The answer must be an exact transcription of all the records below.
Start of The data
//! Moderation core for a civic participation platform.
//!
//! Trust scores, an escalating penalty ledger, single-shot appeals, a comment approval
//! gate, reporter-weighted flags and a keyword watchlist, backed by SQLite.
pub mod clock;
pub mod config;
pub mod db;
mod endpoints;
pub mod error;
mod metrics;
pub mod models;
pub mod moderation;
mod serve;
mod store;

pub use serve::{AppState, Args, router, run};

/// The index (/) route.
async fn index() -> impl axum::response::IntoResponse {
    r"
civicmod: moderation service for civic participation

Routes are under /v1/moderation/
    "
}
//! Decomposition of one molecule into two by breaking a single bond.

use std::sync::Arc;

use log::{trace, warn};

use crate::bucket::EntryIndex;
use crate::config::NetworkConfig;
use crate::entry::MoleculeEntry;
use crate::graph_ops::{environment_graph, Fragment};
use crate::isomorphism::is_isomorphic;

use super::{atom_mapping, ArchetypeOutput, Reaction};

/// First entry of the bucket whose graph is isomorphic to `fragment`.
pub(crate) fn first_match<'a>(
    candidates: &'a [Arc<MoleculeEntry>],
    fragment: &Fragment,
) -> Option<&'a Arc<MoleculeEntry>> {
    candidates
        .iter()
        .find(|e| is_isomorphic(&fragment.graph, e.graph()))
}

/// Breaks every bond of every bonded entry and looks for two entries whose
/// graphs match the fragments and whose charges add up to the parent's.
///
/// Fragment `i` becomes product `i`. For each charge split only the first
/// isomorphic entry of each bucket is taken.
pub fn generate(index: &EntryIndex, config: &NetworkConfig) -> ArchetypeOutput {
    let mut out = ArchetypeOutput::default();

    for formula in index.formulas() {
        for num_bonds in index.bond_counts(formula).filter(|&n| n > 0) {
            for charge in index.charges(formula, num_bonds) {
                for entry in index.get(formula, num_bonds, charge) {
                    decompose(entry, index, config, &mut out);
                }
            }
        }
    }
    out
}

fn decompose(
    entry: &Arc<MoleculeEntry>,
    index: &EntryIndex,
    config: &NetworkConfig,
    out: &mut ArchetypeOutput,
) {
    for &bond in entry.bonds() {
        let frags = match entry.graph().split(&[bond]) {
            Ok(frags) => frags,
            Err(err) => {
                trace!("{}: bond {:?} skipped: {err}", entry.id(), bond);
                continue;
            }
        };
        let [frag0, frag1] = frags.as_slice() else {
            continue;
        };
        let (formula0, nbonds0) = (frag0.graph.formula(), frag0.graph.bond_count());
        let (formula1, nbonds1) = (frag1.graph.formula(), frag1.graph.bond_count());
        if !index.has_bucket(&formula0, nbonds0) || !index.has_bucket(&formula1, nbonds1) {
            continue;
        }

        for charge0 in index.charges(&formula0, nbonds0) {
            let charge1 = entry.charge() - charge0;
            let bucket1 = index.get(&formula1, nbonds1, charge1);
            if bucket1.is_empty() {
                continue;
            }
            let Some(entry0) = first_match(index.get(&formula0, nbonds0, charge0), frag0) else {
                continue;
            };
            let Some(entry1) = first_match(bucket1, frag1) else {
                continue;
            };

            let mut reaction =
                Reaction::intermolecular(Arc::clone(entry), [Arc::clone(entry0), Arc::clone(entry1)])
                    .with_electron_free_energy(config.electron_free_energy);
            match atom_mapping::one_to_many(
                entry.graph(),
                &[(entry0.graph(), frag0), (entry1.graph(), frag1)],
            ) {
                Ok(mapping) => reaction = reaction.with_atom_mappings(mapping),
                Err(err) => warn!("{}: {err}", entry.id()),
            }
            let environment = environment_graph(entry.graph(), &[bond], config.environment_radius);
            out.push(reaction, environment, entry.charge());
        }
    }
}

#[cfg(test)]
mod tests {
    use super::*;
    use crate::element::Element::{C, H, O};
    use crate::entry::index_entries;
    use crate::formula::Composition;
    use crate::mol::MolGraph;
    use crate::reaction::MOLECULAR_DECOMPOSITION;

    fn methanol() -> MolGraph {
        MolGraph::from_parts([C, O, H, H, H, H], &[(0, 1), (0, 2), (0, 3), (0, 4), (1, 5)]).unwrap()
    }

    fn methyl() -> MolGraph {
        MolGraph::from_parts([C, H, H, H], &[(0, 1), (0, 2), (0, 3)]).unwrap()
    }

    fn hydroxyl() -> MolGraph {
        MolGraph::from_parts([O, H], &[(0, 1)]).unwrap()
    }

    fn population() -> Vec<Arc<MoleculeEntry>> {
        index_entries([
            MoleculeEntry::new("meoh", methanol(), 0, -115.7),
            MoleculeEntry::new("ch3+", methyl(), 1, -39.5),
            MoleculeEntry::new("ch3", methyl(), 0, -39.8),
            MoleculeEntry::new("oh-", hydroxyl(), -1, -75.8),
            MoleculeEntry::new("oh", hydroxyl(), 0, -75.7),
        ])
    }

    #[test]
    fn c_o_cleavage_enumerates_charge_splits() {
        let out = generate(&EntryIndex::new(&population()), &NetworkConfig::default());
        let mut products: Vec<Vec<&str>> = out.reactions.iter().map(|r| r.product_ids()).collect();
        products.sort();
        assert_eq!(products, vec![vec!["ch3", "oh"], vec!["ch3+", "oh-"]]);
    }

    #[test]
    fn composition_and_charge_are_additive() {
        let out = generate(&EntryIndex::new(&population()), &NetworkConfig::default());
        for r in &out.reactions {
            let [p0, p1] = r.products() else { panic!("expected two products") };
            let sum: Composition = &p0.composition() + &p1.composition();
            assert_eq!(sum, r.reactants()[0].composition());
            assert_eq!(p0.charge() + p1.charge(), r.reactants()[0].charge());
            assert_eq!(r.reaction_type().a, MOLECULAR_DECOMPOSITION);
        }
    }

    #[test]
    fn fragments_pair_with_products_in_order() {
        let out = generate(&EntryIndex::new(&population()), &NetworkConfig::default());
        let r = &out.reactions[0];
        // the carbon fragment holds atom 0, so it comes first
        assert_eq!(r.products()[0].formula(), "C1 H3");
        let mapping = r.atom_mappings().unwrap();
        assert_eq!(mapping.products[0][0], 0);
        assert_eq!(mapping.products[1][0], 1);
        assert_eq!(mapping.products[1][1], 5);
    }

    #[test]
    fn unmatched_fragments_give_nothing() {
        let entries = index_entries([MoleculeEntry::new("meoh", methanol(), 0, -115.7)]);
        let out = generate(&EntryIndex::new(&entries), &NetworkConfig::default());
        assert!(out.reactions.is_empty());
        assert_eq!(out.classifier.num_templates(), 0);
    }
}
End of The data
◆ Exercise output
//! Moderation core for a civic participation platform.
//!
//! Trust scores, an escalating penalty ledger, single-shot appeals, a comment approval
//! gate, reporter-weighted flags and a keyword watchlist, backed by SQLite.
pub mod clock;
pub mod config;
pub mod db;
mod endpoints;
pub mod error;
mod metrics;
pub mod models;
pub mod moderation;
mod serve;
mod store;

pub use serve::{AppState, Args, router, run};

/// The index (/) route.
async fn index() -> impl axum::response::IntoResponse {
    r"
civicmod: moderation service for civic participation

Routes are under /v1/moderation/
    "
}
//! Decomposition of one molecule into two by breaking a single bond.

use std::sync::Arc;

use log::{trace, warn};

use crate::bucket::EntryIndex;
use crate::config::NetworkConfig;
use crate::entry::MoleculeEntry;
use crate::graph_ops::{environment_graph, Fragment};
use crate::isomorphism::is_isomorphic;

use super::{atom_mapping, ArchetypeOutput, Reaction};

/// First entry of the bucket whose graph is isomorphic to `fragment`.
pub(crate) fn first_match<'a>(
    candidates: &'a [Arc<MoleculeEntry>],
    fragment: &Fragment,
) -> Option<&'a Arc<MoleculeEntry>> {
    candidates
        .iter()
        .find(|e| is_isomorphic(&fragment.graph, e.graph()))
}

/// Breaks every bond of every bonded entry and looks for two entries whose
/// graphs match the fragments and whose charges add up to the parent's.
///
/// Fragment `i` becomes product `i`. For each charge split only the first
/// isomorphic entry of each bucket is taken.
pub fn generate(index: &EntryIndex, config: &NetworkConfig) -> ArchetypeOutput {
    let mut out = ArchetypeOutput::default();

    for formula in index.formulas() {
        for num_bonds in index.bond_counts(formula).filter(|&n| n > 0) {
            for charge in index.charges(formula, num_bonds) {
                for entry in index.get(formula, num_bonds, charge) {
                    decompose(entry, index, config, &mut out);
                }
            }
        }
    }
    out
}

fn decompose(
    entry: &Arc<MoleculeEntry>,
    index: &EntryIndex,
    config: &NetworkConfig,
    out: &mut ArchetypeOutput,
) {
    for &bond in entry.bonds() {
        let frags = match entry.graph().split(&[bond]) {
            Ok(frags) => frags,
            Err(err) => {
                trace!("{}: bond {:?} skipped: {err}", entry.id(), bond);
                continue;
            }
        };
        let [frag0, frag1] = frags.as_slice() else {
            continue;
        };
        let (formula0, nbonds0) = (frag0.graph.formula(), frag0.graph.bond_count());
        let (formula1, nbonds1) = (frag1.graph.formula(), frag1.graph.bond_count());
        if !index.has_bucket(&formula0, nbonds0) || !index.has_bucket(&formula1, nbonds1) {
            continue;
        }

        for charge0 in index.charges(&formula0, nbonds0) {
            let charge1 = entry.charge() - charge0;
            let bucket1 = index.get(&formula1, nbonds1, charge1);
            if bucket1.is_empty() {
                continue;
            }
            let Some(entry0) = first_match(index.get(&formula0, nbonds0, charge0), frag0) else {
                continue;
            };
            let Some(entry1) = first_match(bucket1, frag1) else {
                continue;
            };

            let mut reaction =
                Reaction::intermolecular(Arc::clone(entry), [Arc::clone(entry0), Arc::clone(entry1)])
                    .with_electron_free_energy(config.electron_free_energy);
            match atom_mapping::one_to_many(
                entry.graph(),
                &[(entry0.graph(), frag0), (entry1.graph(), frag1)],
            ) {
                Ok(mapping) => reaction = reaction.with_atom_mappings(mapping),
                Err(err) => warn!("{}: {err}", entry.id()),
            }
            let environment = environment_graph(entry.graph(), &[bond], config.environment_radius);
            out.push(reaction, environment, entry.charge());
        }
    }
}

#[cfg(test)]
mod tests {
    use super::*;
    use crate::element::Element::{C, H, O};
    use crate::entry::index_entries;
    use crate::formula::Composition;
    use crate::mol::MolGraph;
    use crate::reaction::MOLECULAR_DECOMPOSITION;

    fn methanol() -> MolGraph {
        MolGraph::from_parts([C, O, H, H, H, H], &[(0, 1), (0, 2), (0, 3), (0, 4), (1, 5)]).unwrap()
    }

    fn methyl() -> MolGraph {
        MolGraph::from_parts([C, H, H, H], &[(0, 1), (0, 2), (0, 3)]).unwrap()
    }

    fn hydroxyl() -> MolGraph {
        MolGraph::from_parts([O, H], &[(0, 1)]).unwrap()
    }

    fn population() -> Vec<Arc<MoleculeEntry>> {
        index_entries([
            MoleculeEntry::new("meoh", methanol(), 0, -115.7),
            MoleculeEntry::new("ch3+", methyl(), 1, -39.5),
            MoleculeEntry::new("ch3", methyl(), 0, -39.8),
            MoleculeEntry::new("oh-", hydroxyl(), -1, -75.8),
            MoleculeEntry::new("oh", hydroxyl(), 0, -75.7),
        ])
    }

    #[test]
    fn c_o_cleavage_enumerates_charge_splits() {
        let out = generate(&EntryIndex::new(&population()), &NetworkConfig::default());
        let mut products: Vec<Vec<&str>> = out.reactions.iter().map(|r| r.product_ids()).collect();
        products.sort();
        assert_eq!(products, vec![vec!["ch3", "oh"], vec!["ch3+", "oh-"]]);
    }

    #[test]
    fn composition_and_charge_are_additive() {
        let out = generate(&EntryIndex::new(&population()), &NetworkConfig::default());
        for r in &out.reactions {
            let [p0, p1] = r.products() else { panic!("expected two products") };
            let sum: Composition = &p0.composition() + &p1.composition();
            assert_eq!(sum, r.reactants()[0].composition());
            assert_eq!(p0.charge() + p1.charge(), r.reactants()[0].charge());
            assert_eq!(r.reaction_type().a, MOLECULAR_DECOMPOSITION);
        }
    }

    #[test]
    fn fragments_pair_with_products_in_order() {
        let out = generate(&EntryIndex::new(&population()), &NetworkConfig::default());
        let r = &out.reactions[0];
        // the carbon fragment holds atom 0, so it comes first
        assert_eq!(r.products()[0].formula(), "C1 H3");
        let mapping = r.atom_mappings().unwrap();
        assert_eq!(mapping.products[0][0], 0);
        assert_eq!(mapping.products[1][0], 1);
        assert_eq!(mapping.products[1][1], 5);
    }

    #[test]
    fn unmatched_fragments_give_nothing() {
        let entries = index_entries([MoleculeEntry::new("meoh", methanol(), 0, -115.7)]);
        let out = generate(&EntryIndex::new(&entries), &NetworkConfig::default());
        assert!(out.reactions.is_empty());
        assert_eq!(out.classifier.num_templates(), 0);
    }
}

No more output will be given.